I’d have Thatcher as the ‘Wicked witch of the North’, Major as the vicar from ‘Dad’s Army’, Blair as Boycie from ‘Fools and Horses’, Brown as Father Jack from ‘Father Ted’ and Cameron as ‘Mrs Doyle’…based on he must be good at something, perhaps tea!
Major Attlee?
No – like many I was born just after the Tories came back after the Labour landslide of ’45.
However Kenneth Harris’s biog of Clem is well worth reading.
Makes clear Attlee worked in “The Big Society”, despite being a trained professional man – and he fought in WW1. None of the “You do the fighting while I do the talking” of Mr Cameron – Attlee was a rounded leader with equal measures of ruthlessness and guile.
Launching QE2 could be like launching Titanic.
Is it a bird? Or an aeroplane? No, it is George Osborne´s original plan B which was for a while ditched because of high inflation.
Quantitative easing (QE) is last resort measure to boost demand to fend off recession when interest rates are already at low level.
QE involves electronically creating money which the Bank of England (BoE) uses to buy assets – usually government bonds known as gilts – from investors in financial markets.
The BoE now believes that there is an emergency situation.
Initial £200bn bout of QE started in 2009 is said to have boosted GDP by 1.5%.
But QE can also add to inflation, and thus make demand problem even worse.
The QE1 in the US led to speculation on commodities. It has been said that this led to the Arab Spring!
QE2 now in Britain (£75bn) is hardly a vote of confidence in Mr Osborne´s abilities.
In 2009 George Osborne himself stated that QE is the “last resort of desperate governments”.
QE is monetary policy that increases the supply of money.
Inflation will now rise to 5%.
But the effect of QE may be different this time.
The money can go abroad, or to the bonuses of investment bankers.
MONETARISATION of the deficit usually ends in disaster.
Cumulative total of QE (now £275bn) may reach £500bn or higher. Will it destroy the savings of the middle class?
One of the best kept “secrets” in Britain is that the BoE (100% owned by government) owns 30% of Britain´s debt.

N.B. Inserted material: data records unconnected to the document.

//! Media elements: the playback objects the signal graph taps.
//!
//! Transport (play/pause/seek) stays with the element. The graph only ever
//! sees the element's output through its [`MediaElement::Tap`] node, which the
//! platform hands out once per element.

use std::sync::atomic::{AtomicU64, Ordering};
use std::sync::Arc;

use rtrb::{Producer, RingBuffer};
use tracing::debug;

use crate::error::Error;
use crate::node::AudioNode;
use crate::nodes::{MediaCommand, MediaTap, Playhead};

/// Stable identity of a media element, independent of what it has loaded.
#[derive(Clone, Copy, PartialEq, Eq, Hash, Debug)]
pub struct ElementId(u64);

impl ElementId {
    /// A process-unique id.
    pub fn next() -> Self {
        static NEXT: AtomicU64 = AtomicU64::new(1);
        Self(NEXT.fetch_add(1, Ordering::Relaxed))
    }
}

/// Pre-decoded interleaved audio, as produced by the host decoder.
#[derive(Clone, Debug, PartialEq)]
pub struct DecodedAudio {
    pub samples: Vec<f32>,
    pub channels: usize,
    pub sample_rate: u32,
}

impl DecodedAudio {
    pub fn frames(&self) -> usize {
        self.samples.len() / self.channels.max(1)
    }

    pub fn duration_secs(&self) -> f64 {
        self.frames() as f64 / self.sample_rate.max(1) as f64
    }
}

/// A playback element the signal graph can tap.
pub trait MediaElement {
    /// Node carrying the element's output into the graph.
    type Tap: AudioNode<Message = ()>;
    /// What the element can be loaded with.
    type Source;

    fn id(&self) -> ElementId;

    /// Whether something is loaded.
    fn has_source(&self) -> bool;

    /// Replace the loaded source; the element pauses and rewinds. On error
    /// the previous source stays loaded.
    fn load(&mut self, source: Self::Source) -> Result<(), Error>;

    /// Start transport. Fails with [`Error::PlaybackRejected`] when the
    /// element cannot play what it holds.
    fn play(&mut self) -> Result<(), Error>;

    fn pause(&mut self);

    fn seek(&mut self, secs: f64);

    /// Hand transport changes that are still waiting over to the tap.
    fn flush(&mut self) {}

    fn position_secs(&self) -> f64;

    fn duration_secs(&self) -> f64;

    /// Clear and return whether playback ran off the end since the last call.
    fn take_ended(&mut self) -> bool;

    /// Hand out the element's output node. The platform allows this once per
    /// element; a second call fails with [`Error::BindConflict`].
    fn tap(&mut self) -> Result<Self::Tap, Error>;
}

#[derive(Clone, Copy, Debug)]
struct LoadedInfo {
    frames: usize,
    sample_rate: u32,
}

/// Latest transport state not yet handed to a bound tap.
///
/// Only the newest load, seek and play/pause matter, so repeated requests
/// overwrite each other instead of piling up in the queue.
#[derive(Default)]
struct PendingTransport {
    load: Option<MediaCommand>,
    seek: Option<f64>,
    playing: Option<bool>,
}

impl PendingTransport {
    fn merge(&mut self, cmd: MediaCommand) {
        match cmd {
            MediaCommand::Load { .. } => {
                // a load rewinds and pauses
                self.seek = None;
                self.playing = None;
                self.load = Some(cmd);
            }
            MediaCommand::Seek(secs) => self.seek = Some(secs),
            MediaCommand::Play => self.playing = Some(true),
            MediaCommand::Pause => self.playing = Some(false),
        }
    }

    fn take_next(&mut self) -> Option<MediaCommand> {
        if let Some(load) = self.load.take() {
            return Some(load);
        }
        if let Some(secs) = self.seek.take() {
            return Some(MediaCommand::Seek(secs));
        }
        self.playing
            .take()
            .map(|play| if play { MediaCommand::Play } else { MediaCommand::Pause })
    }

    fn is_empty(&self) -> bool {
        self.load.is_none() && self.seek.is_none() && self.playing.is_none()
    }
}

/// An element that plays [`DecodedAudio`] from memory.
///
/// Until its tap is handed out the element drives the tap directly. After
/// that, commands go through a small queue the tap drains every block.
pub struct MemoryElement {
    id: ElementId,
    commands: Producer<MediaCommand>,
    tap: Option<MediaTap>,
    playhead: Arc<Playhead>,
    loaded: Option<LoadedInfo>,
    pending: PendingTransport,
}

impl MemoryElement {
    pub fn new() -> Self {
        let (commands, consumer) = RingBuffer::new(32);
        let playhead = Arc::new(Playhead::default());
        Self {
            id: ElementId::next(),
            commands,
            tap: Some(MediaTap::new(consumer, Arc::clone(&playhead))),
            playhead,
            loaded: None,
            pending: PendingTransport::default(),
        }
    }

    fn submit(&mut self, cmd: MediaCommand) {
        match self.tap.as_mut() {
            Some(tap) => tap.apply(cmd),
            None => {
                self.pending.merge(cmd);
                self.deliver();
            }
        }
    }

    fn deliver(&mut self) {
        while !self.commands.is_full() {
            let Some(cmd) = self.pending.take_next() else {
                return;
            };
            if self.commands.push(cmd).is_err() {
                return;
            }
        }
        if !self.pending.is_empty() {
            debug!(element = ?self.id, "media command queue full, holding latest transport state");
        }
    }
}

impl Default for MemoryElement {
    fn default() -> Self {
        Self::new()
    }
}

impl MediaElement for MemoryElement {
    type Tap = MediaTap;
    type Source = DecodedAudio;

    fn id(&self) -> ElementId {
        self.id
    }

    fn has_source(&self) -> bool {
        self.loaded.is_some()
    }

    fn load(&mut self, source: DecodedAudio) -> Result<(), Error> {
        if source.channels == 0 {
            return Err(Error::Decode("source has no channels".into()));
        }
        let info = LoadedInfo {
            frames: source.frames(),
            sample_rate: source.sample_rate.max(1),
        };
        self.submit(MediaCommand::Load {
            samples: Arc::from(source.samples),
            channels: source.channels,
            sample_rate: source.sample_rate,
        });
        self.loaded = Some(info);
        self.playhead.set_frame(0);
        self.playhead.take_ended();
        debug!(element = ?self.id, frames = info.frames, "source loaded");
        Ok(())
    }

    fn play(&mut self) -> Result<(), Error> {
        match self.loaded {
            Some(info) if info.frames > 0 => {
                self.submit(MediaCommand::Play);
                Ok(())
            }
            Some(_) => Err(Error::PlaybackRejected("source is empty".into())),
            None => Err(Error::PlaybackRejected("no source loaded".into())),
        }
    }

    fn pause(&mut self) {
        self.submit(MediaCommand::Pause);
    }

    fn seek(&mut self, secs: f64) {
        self.submit(MediaCommand::Seek(secs));
        if let Some(info) = self.loaded {
            let frame = (secs.max(0.0) * info.sample_rate as f64).floor() as u64;
            self.playhead.set_frame(frame.min(info.frames as u64));
        }
    }

    fn flush(&mut self) {
        if self.tap.is_none() {
            self.deliver();
        }
    }

    fn position_secs(&self) -> f64 {
        match self.loaded {
            Some(info) => self.playhead.frame() as f64 / info.sample_rate as f64,
            None => 0.0,
        }
    }

    fn duration_secs(&self) -> f64 {
        match self.loaded {
            Some(info) => info.frames as f64 / info.sample_rate as f64,
            None => 0.0,
        }
    }

    fn take_ended(&mut self) -> bool {
        self.playhead.take_ended()
    }

    fn tap(&mut self) -> Result<MediaTap, Error> {
        self.tap.take().ok_or(Error::BindConflict(self.id))
    }
}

So the government is paying interest on debt to itself!
Mr Osborne never mentions this fact in public because if people knew about this, he would no longer be able to frighten them with “bankruptcy”.
The launch of QE2 means that government´s economic policy has failed. The Tory-led government has been in power since 2010, yet it still does not have a plan for growth!
When Labour left the office economy was growing at an annual rate of 4%. Now the growth has been ZERO for the past nine months.
Mr Osborne has been blaming everything from weather to royal wedding for this. But do not believe him, one-off events always cancel each other.
The real reason for zero growth is plan A. Mr Osborne should have waited until recovery was on track, and started cutting spending then.
But he had a “clever idea”: let´s put politics before economics. His idea was to start cutting early so he could cut taxes before the next election and win it.
Greece gave him an excuse for this. He lied about Britain´s public finances and blamed Labour overspending for the “mess” which was caused by banks and global financial crisis.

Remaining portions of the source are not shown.